• [Exercise]
Starting at the top of the entries below, print each line exactly until the line with "use crate::model::Amount;" has been printed too.

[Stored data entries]

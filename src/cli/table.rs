//! Column-aligned table rendering for command output
//!
//! Commands describe their presentation as a list of [`Column`]s, each
//! pairing a header with a value formatter. Widths are computed from the
//! data, so tables stay aligned whatever the API returns.

use rusty_money::{iso, Money};

use crate::model::Amount;

/// One table column: a header and a formatter producing the cell value.
pub struct Column<T> {
    header: &'static str,
    value: Box<dyn Fn(&T) -> String>,
}

impl<T> Column<T> {
    pub fn new(header: &'static str, value: impl Fn(&T) -> String + 'static) -> Self {
        Self {
            header,
            value: Box::new(value),
        }
    }
}

/// Print rows as a table, or a notice when there is nothing to show.
pub fn print<T>(rows: &[T], columns: &[Column<T>]) {
    if rows.is_empty() {
        println!("No results.");
        return;
    }
    print!("{}", render(rows, columns));
}

/// Render rows into an aligned table with a dashed header separator.
#[must_use]
pub fn render<T>(rows: &[T], columns: &[Column<T>]) -> String {
    let cells: Vec<Vec<String>> = rows
        .iter()
        .map(|row| columns.iter().map(|column| (column.value)(row)).collect())
        .collect();

    let mut widths: Vec<usize> = columns.iter().map(|c| c.header.chars().count()).collect();
    for row in &cells {
        for (i, cell) in row.iter().enumerate() {
            widths[i] = widths[i].max(cell.chars().count());
        }
    }

    let headers: Vec<String> = columns.iter().map(|c| c.header.to_string()).collect();
    let total_width: usize = widths.iter().sum::<usize>() + 2 * widths.len().saturating_sub(1);

    let mut out = String::new();
    out.push_str(&format_row(&headers, &widths));
    out.push_str(&"-".repeat(total_width));
    out.push('\n');
    for row in &cells {
        out.push_str(&format_row(row, &widths));
    }

    out
}

fn format_row(cells: &[String], widths: &[usize]) -> String {
    let mut line = String::new();
    for (i, cell) in cells.iter().enumerate() {
        if i > 0 {
            line.push_str("  ");
        }
        line.push_str(&format!("{:<width$}", cell, width = widths[i]));
    }
    line.truncate(line.trim_end().len());
    line.push('\n');

    line
}

/// Shorten long identifiers for display.
#[must_use]
pub fn truncate(value: &str, max: usize) -> String {
    if value.chars().count() <= max {
        value.to_string()
    } else {
        let head: String = value.chars().take(max.saturating_sub(1)).collect();
        format!("{head}…")
    }
}

/// Truncate an ISO-8601 timestamp to its date part.
#[must_use]
pub fn date_only(value: &str) -> String {
    value.chars().take(10).collect()
}

/// Join an amount/currency pair for display, falling back to the raw pair
/// when the currency code is unknown. A missing amount displays as "0.00".
#[must_use]
pub fn money(amount: Option<&Amount>) -> String {
    let Some(amount) = amount else {
        return "0.00".to_string();
    };
    let value = if amount.amount.is_empty() {
        "0.00"
    } else {
        amount.amount.as_str()
    };

    match iso::find(&amount.currency) {
        Some(code) => match Money::from_str(value, code) {
            Ok(money) => money.to_string(),
            Err(_) => format!("{value} {}", amount.currency),
        },
        None => format!("{value} {}", amount.currency).trim_end().to_string(),
    }
}

// -- Tests ----------------------------------------------------------------
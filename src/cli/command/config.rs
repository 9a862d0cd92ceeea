//! Manage the stored access token
//!
//! `set` writes the token/expiry, `show` prints them (token masked), and
//! `clear` resets the settings file wholesale after confirmation.

use chrono::DateTime;
use colored::Colorize;
use dialoguer::Confirm;

use crate::error::AppErrors as Error;
use crate::settings::SettingsStore;

pub fn set(token: Option<String>, expiry: Option<i64>) -> Result<(), Error> {
    if token.is_none() && expiry.is_none() {
        return Err(Error::InvalidRequest(
            "nothing to set - pass --token and/or --expiry".to_string(),
        ));
    }

    let store = SettingsStore::new()?;
    let mut settings = store.load()?;
    if let Some(token) = token {
        settings.set_token(token);
    }
    if let Some(expiry) = expiry {
        settings.set_expiry(expiry);
    }
    store.save(&settings)?;

    println!("Settings saved to {}", store.path().display());

    Ok(())
}

pub fn show() -> Result<(), Error> {
    let store = SettingsStore::new()?;
    let settings = store.load()?;

    println!("access_token : {}", settings.masked_token());
    println!("token_expiry : {}", describe_expiry(settings.token_expiry()));
    println!(
        "token valid  : {}",
        if settings.has_valid_token() { "yes" } else { "no" }
    );

    Ok(())
}

pub fn clear() -> Result<(), Error> {
    if !confirm_clear()? {
        println!("Aborting");
        return Ok(());
    }

    let store = SettingsStore::new()?;
    store.clear()?;

    println!("Settings cleared");

    Ok(())
}

fn confirm_clear() -> Result<bool, Error> {
    println!(
        "{} {}",
        "WARNING".red(),
        "This removes the saved access token".bold()
    );
    let confirmation = Confirm::new()
        .with_prompt("Do you want to continue?")
        .interact()?;

    Ok(confirmation)
}

fn describe_expiry(expiry: i64) -> String {
    if expiry == 0 {
        return "<not set>".to_string();
    }
    match DateTime::from_timestamp_millis(expiry) {
        Some(instant) => format!("{expiry} ({})", instant.to_rfc3339()),
        None => expiry.to_string(),
    }
}

// -- Tests ----------------------------------------------------------------
use thiserror::Error;

#[derive(Debug, Error)]
pub enum AppErrors {
    // -- General error
    #[error("Error: {0}")]
    Error(String),

    #[error("Can't set tracing Global Default")]
    SetGlobalDefaultError(#[from] tracing::subscriber::SetGlobalDefaultError),

    #[error("Can't set the logger")]
    SetLoggerError(#[from] tracing_log::log::SetLoggerError),

    // -- Authorisation
    #[error("no access token configured - run `openbanking-cli config set --token <TOKEN>` first")]
    TokenNotConfigured,

    #[error("the stored access token has expired - obtain a fresh token and run `openbanking-cli config set`")]
    TokenExpired,

    #[error("authentication failed: {0}")]
    AuthenticationFailure(String),

    #[error("not authorised: {0}")]
    AuthorisationFailure(String),

    // -- API error
    #[error("not found: {0}")]
    NotFound(String),

    #[error("rate limited by the API - wait before retrying")]
    RateLimited,

    #[error("API error ({status}): {message}")]
    ApiError { status: u16, message: String },

    #[error("network error: {0}")]
    NetworkError(String),

    #[error("invalid request: {0}")]
    InvalidRequest(String),

    #[error("unexpected response: {0}")]
    ResponseError(String),

    #[error("invalid header value {0}")]
    InvalidHeaderValue(#[from] reqwest::header::InvalidHeaderValue),

    // -- File error
    #[error("Failed to open file")]
    FileError(#[from] std::io::Error),

    #[error("Failed to serialise toml")]
    TomlError(#[from] toml::ser::Error),

    #[error("Failed to deserialise toml")]
    TomlDeError(#[from] toml::de::Error),

    #[error("Failed to serialise JSON")]
    JsonError(#[from] serde_json::Error),

    // -- Command error
    #[error("Input error")]
    InputError(#[from] dialoguer::Error),
}

// A request that never produced a response is a transport failure; an error
// raised while building the request never left the process.
impl From<reqwest::Error> for AppErrors {
    fn from(error: reqwest::Error) -> Self {
        if error.is_builder() {
            AppErrors::InvalidRequest(error.to_string())
        } else {
            AppErrors::NetworkError(error.to_string())
        }
    }
}

impl From<url::ParseError> for AppErrors {
    fn from(error: url::ParseError) -> Self {
        AppErrors::InvalidRequest(error.to_string())
    }
}
//! Transaction commands

use chrono::NaiveDate;

use crate::cli::table::{self, Column};
use crate::error::AppErrors as Error;
use crate::model::transaction::Transaction;

pub async fn list(from: Option<NaiveDate>, to: Option<NaiveDate>, json: bool) -> Result<(), Error> {
    let client = super::client()?;
    let transactions = client.transactions(from, to).await?;

    if json {
        println!("{}", serde_json::to_string_pretty(&transactions)?);
    } else {
        table::print(&transactions, &columns());
    }

    Ok(())
}

pub async fn get(transaction_id: &str, json: bool) -> Result<(), Error> {
    let client = super::client()?;
    let transaction = client
        .transaction(transaction_id)
        .await?
        .ok_or_else(|| Error::NotFound(format!("transaction {transaction_id}")))?;

    if json {
        println!("{}", serde_json::to_string_pretty(&transaction)?);
    } else {
        table::print(&[transaction], &columns());
    }

    Ok(())
}

pub(crate) fn columns() -> Vec<Column<Transaction>> {
    vec![
        Column::new("TRANSACTION ID", |t: &Transaction| {
            table::truncate(&t.transaction_id, 24)
        }),
        Column::new("DATE", |t: &Transaction| {
            t.booking_date_time
                .as_deref()
                .map(table::date_only)
                .unwrap_or_default()
        }),
        Column::new("AMOUNT", |t: &Transaction| table::money(t.amount.as_ref())),
        Column::new("CR/DR", |t: &Transaction| {
            t.credit_debit_indicator
                .map(|i| i.to_string())
                .unwrap_or_default()
        }),
        Column::new("STATUS", |t: &Transaction| {
            t.status.clone().unwrap_or_default()
        }),
    ]
}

• [Response to the task]
filename src/cli/table.rs
//! Column-aligned table rendering for command output
//!
//! Commands describe their presentation as a list of [`Column`]s, each
//! pairing a header with a value formatter. Widths are computed from the
//! data, so tables stay aligned whatever the API returns.

use rusty_money::{iso, Money};

use crate::model::Amount;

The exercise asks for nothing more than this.